Les soirs descendent sur ma liberté.

Je violais, avec mon amour, la douleur de l´homme. J´ajoutais à son Dieu le mien.

Quand, à travers les âges, l´homme a dit qu´il aspirait à posséder l´éternel féminin, il s´est trompé lui-même: ce fut la plus grande et la plus belle erreur qui se soit formée dans sa conscience. Que peut-il faire d´une force créatrice intégrante, lui déjà si grevé et tourmenté? Noli me tangere. Un seul, oui, se mit réellement en posture d´écouter et de connaître, et Diotime lui répondit. Socrate était-il jeune, alors? Il y a un point, un moment de l´existence intacte, qui, unique, rend le mâle capable de m´accueillir comme esprit.
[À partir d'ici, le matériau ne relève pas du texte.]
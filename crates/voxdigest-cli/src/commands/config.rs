//! The `config` command: persist API keys and the default provider.

use anyhow::Result;
use clap::Args;

use voxdigest_core::{Provider, Settings};

#[derive(Args)]
pub struct ConfigArgs {
    /// Set the Gemini API key
    #[arg(long, value_name = "KEY")]
    pub gemini_api_key: Option<String>,

    /// Set the OpenAI API key
    #[arg(long, value_name = "KEY")]
    pub openai_api_key: Option<String>,

    /// Set the default provider (gemini, openai)
    #[arg(long)]
    pub provider: Option<Provider>,

    /// Set the transcription language hint (e.g. "en"); pass an empty string to clear
    #[arg(long, value_name = "LANG")]
    pub language: Option<String>,

    /// Show the current configuration
    #[arg(long)]
    pub show: bool,
}

pub fn execute(args: ConfigArgs) -> Result<()> {
    let mut settings = Settings::load();
    let mut changed = false;

    if let Some(key) = args.gemini_api_key {
        settings.set_api_key(&Provider::Gemini, key);
        changed = true;
    }
    if let Some(key) = args.openai_api_key {
        settings.set_api_key(&Provider::OpenAI, key);
        changed = true;
    }
    if let Some(provider) = args.provider {
        settings.provider = provider;
        changed = true;
    }
    if let Some(language) = args.language {
        settings.language = if language.is_empty() { None } else { Some(language) };
        changed = true;
    }

    if changed {
        settings.save()?;
        println!("Settings saved.");
    }

    if args.show || !changed {
        println!("Provider: {}", settings.provider);
        for provider in Provider::all() {
            let status = if settings.api_key_for(provider).is_some() {
                "configured"
            } else {
                "not set"
            };
            println!("{} API key: {}", provider.display_name(), status);
        }
        if let Some(language) = &settings.language {
            println!("Language hint: {language}");
        }
        if let Some(path) = Settings::config_path() {
            println!("Settings file: {}", path.display());
        }
    }

    Ok(())
}
mod app;
mod commands;

use clap::{Parser, Subcommand};

#[derive(Parser)]
#[command(
    name = "voxdigest",
    version,
    about = "Transcribe and summarize audio files with hosted AI models"
)]
struct Cli {
    /// Print verbose progress information
    #[arg(long, global = true)]
    verbose: bool,

    #[command(subcommand)]
    command: Command,
}

#[derive(Subcommand)]
enum Command {
    /// Transcribe an .mp3 file, summarize it, and export markdown
    Run(commands::run::RunArgs),
    /// Show or update configuration
    Config(commands::config::ConfigArgs),
}

#[tokio::main]
async fn main() -> anyhow::Result<()> {
    // Pick up API keys from a local .env during development
    let _ = dotenvy::dotenv();

    let cli = Cli::parse();
    voxdigest_core::set_verbose(cli.verbose);

    match cli.command {
        Command::Run(args) => commands::run::execute(args).await,
        Command::Config(args) => commands::config::execute(args),
    }
}
//! Engine configuration surface.
//!
//! [`EngineConfig`] enumerates every tunable spec'd for [`crate::engine::Engine::open`]:
//! encryption mode/key, key-derivation parameters, memtable/WAL sizing, bloom
//! filter density, and cache capacity. `Default` supplies every documented
//! default; [`EngineConfig::validate`] rejects disallowed combinations
//! (Argon2id under FIPS) before `Engine::open` does any I/O.

use std::time::Duration;
use thiserror::Error;

use crate::crypto::{EncryptionMode, KdfMethod};
use crate::wal::WalRotationConfig;

/// Default memtable flush threshold (256 MiB).
pub const DEFAULT_MEMTABLE_SIZE_BYTES: usize = 256 * 1024 * 1024;

/// Default bloom filter density (10 bits per key).
pub const DEFAULT_BLOOM_BITS_PER_KEY: u32 = 10;

/// Maximum key length accepted by the public API (64 KiB).
pub const MAX_KEY_LEN: usize = 64 * 1024;

/// Maximum value length accepted by the public API (16 MiB).
pub const MAX_VALUE_LEN: usize = 16 * 1024 * 1024;

/// Environment variable consulted for the master key when no explicit key
/// is supplied in [`EngineConfig::encryption_key`].
pub const MASTER_KEY_ENV_VAR: &str = "VELOCITY_MASTER_KEY";

/// Errors raised by [`EngineConfig::validate`].
#[derive(Debug, Error)]
#[non_exhaustive]
pub enum ConfigError {
    /// Argon2id was selected while [`EncryptionMode::Fips`] is active.
    #[error("argon2id key derivation is forbidden under FIPS encryption mode")]
    Argon2idForbiddenInFips,

    /// A KDF parameter was below the documented minimum.
    #[error("invalid key-derivation parameter: {0}")]
    InvalidKdfParams(String),
}

/// Key-derivation method and parameters, used only when the database is
/// opened with a passphrase rather than a raw 32-byte key (callers that
/// already hold a raw key skip the KDF entirely).
#[derive(Debug, Clone, Copy, PartialEq)]
pub struct KeyDerivationConfig {
    /// Which KDF to run.
    pub method: KdfMethod,
    /// PBKDF2 iteration count (ignored for Argon2id). Must be ≥ 10,000.
    pub iterations: u32,
    /// Argon2id memory cost in KiB (ignored for PBKDF2). Must be ≥ 65,536.
    pub memory_kib: u32,
    /// Argon2id parallelism (ignored for PBKDF2).
    pub threads: u32,
    /// Salt length in bytes, generated fresh per derivation if not supplied
    /// by the caller. Must be ≥ 16.
    pub salt_length: usize,
}

impl Default for KeyDerivationConfig {
    fn default() -> Self {
        Self {
            method: KdfMethod::Pbkdf2,
            iterations: 100_000,
            memory_kib: 65_536,
            threads: 4,
            salt_length: 16,
        }
    }
}

/// Top-level configuration for [`crate::engine::Engine::open`].
///
/// Every field maps 1:1 onto a configuration option enumerated in the
/// storage specification's external-interfaces section. `path` is passed
/// separately to `Engine::open` rather than stored here, matching the
/// predecessor engine's `open(path, config)` call shape.
#[derive(Debug, Clone)]
pub struct EngineConfig {
    /// Which AEAD construction backs every seal/open in this database.
    pub encryption_mode: EncryptionMode,
    /// Explicit 32-byte master key. Takes precedence over the environment
    /// variable and the `master.key` file. `None` falls through the rest
    /// of the resolution order in [`crate::engine::Engine::open`].
    pub encryption_key: Option<[u8; 32]>,
    /// Key-derivation parameters, consulted only when opening with a
    /// passphrase instead of a raw key.
    pub key_derivation: KeyDerivationConfig,
    /// Memtable flush threshold in bytes.
    pub memtable_size_bytes: usize,
    /// Optional hard ceiling on memtable growth while a flush is already
    /// in flight. `None` (the default) preserves unbounded growth — see
    /// `DESIGN.md`'s Open Question 1 decision.
    pub memtable_hard_ceiling_bytes: Option<usize>,
    /// WAL write-buffer size before a forced flush+fsync.
    pub wal_buffer_size_bytes: usize,
    /// WAL background flush-timer interval.
    pub wal_sync_interval: Duration,
    /// WAL rotation and archive-retention policy.
    pub wal_rotation: WalRotationConfig,
    /// Bloom filter density for newly built SSTables, in bits per key.
    pub bloom_bits_per_key: u32,
    /// Maximum number of entries held by the read-side value cache.
    /// `0` disables the cache entirely.
    pub cache_capacity: usize,
}

impl Default for EngineConfig {
    fn default() -> Self {
        Self {
            encryption_mode: EncryptionMode::Standard,
            encryption_key: None,
            key_derivation: KeyDerivationConfig::default(),
            memtable_size_bytes: DEFAULT_MEMTABLE_SIZE_BYTES,
            memtable_hard_ceiling_bytes: None,
            wal_buffer_size_bytes: crate::wal::DEFAULT_BUFFER_SIZE,
            wal_sync_interval: crate::wal::DEFAULT_SYNC_INTERVAL,
            wal_rotation: WalRotationConfig::default(),
            bloom_bits_per_key: DEFAULT_BLOOM_BITS_PER_KEY,
            cache_capacity: 0,
        }
    }
}

impl EngineConfig {
    /// Validate cross-field constraints that are otherwise disallowed.
    /// `Engine::open` calls this once, before touching the filesystem.
    pub fn validate(&self) -> Result<(), ConfigError> {
        if self.encryption_mode == EncryptionMode::Fips
            && self.key_derivation.method == KdfMethod::Argon2id
        {
            return Err(ConfigError::Argon2idForbiddenInFips);
        }
        if self.key_derivation.method == KdfMethod::Pbkdf2 && self.key_derivation.iterations < 10_000
        {
            return Err(ConfigError::InvalidKdfParams(format!(
                "pbkdf2 iterations {} below minimum 10000",
                self.key_derivation.iterations
            )));
        }
        if self.key_derivation.method == KdfMethod::Argon2id && self.key_derivation.memory_kib < 65_536
        {
            return Err(ConfigError::InvalidKdfParams(format!(
                "argon2id memory {} KiB below minimum 65536",
                self.key_derivation.memory_kib
            )));
        }
        if self.key_derivation.salt_length < 16 {
            return Err(ConfigError::InvalidKdfParams(format!(
                "salt length {} below minimum 16",
                self.key_derivation.salt_length
            )));
        }
        Ok(())
    }
}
L´initié adore toute la souffrance qui m´a faite riche; il peut l´adorer, tissée ainsi dans la douceur de ma chair et dans la dignité de ma pensée, j´exalte pour lui la plénitude de la vie, la sagesse dernière de la vie, et il sent que je m´appartiens, mon don et le sien peut-être nous surpassent…

Espaces ineffables!

Derrière nous restent toutes les choses qui se reproduiront, les choses âpres, les choses passionnées, les choses brûlantes.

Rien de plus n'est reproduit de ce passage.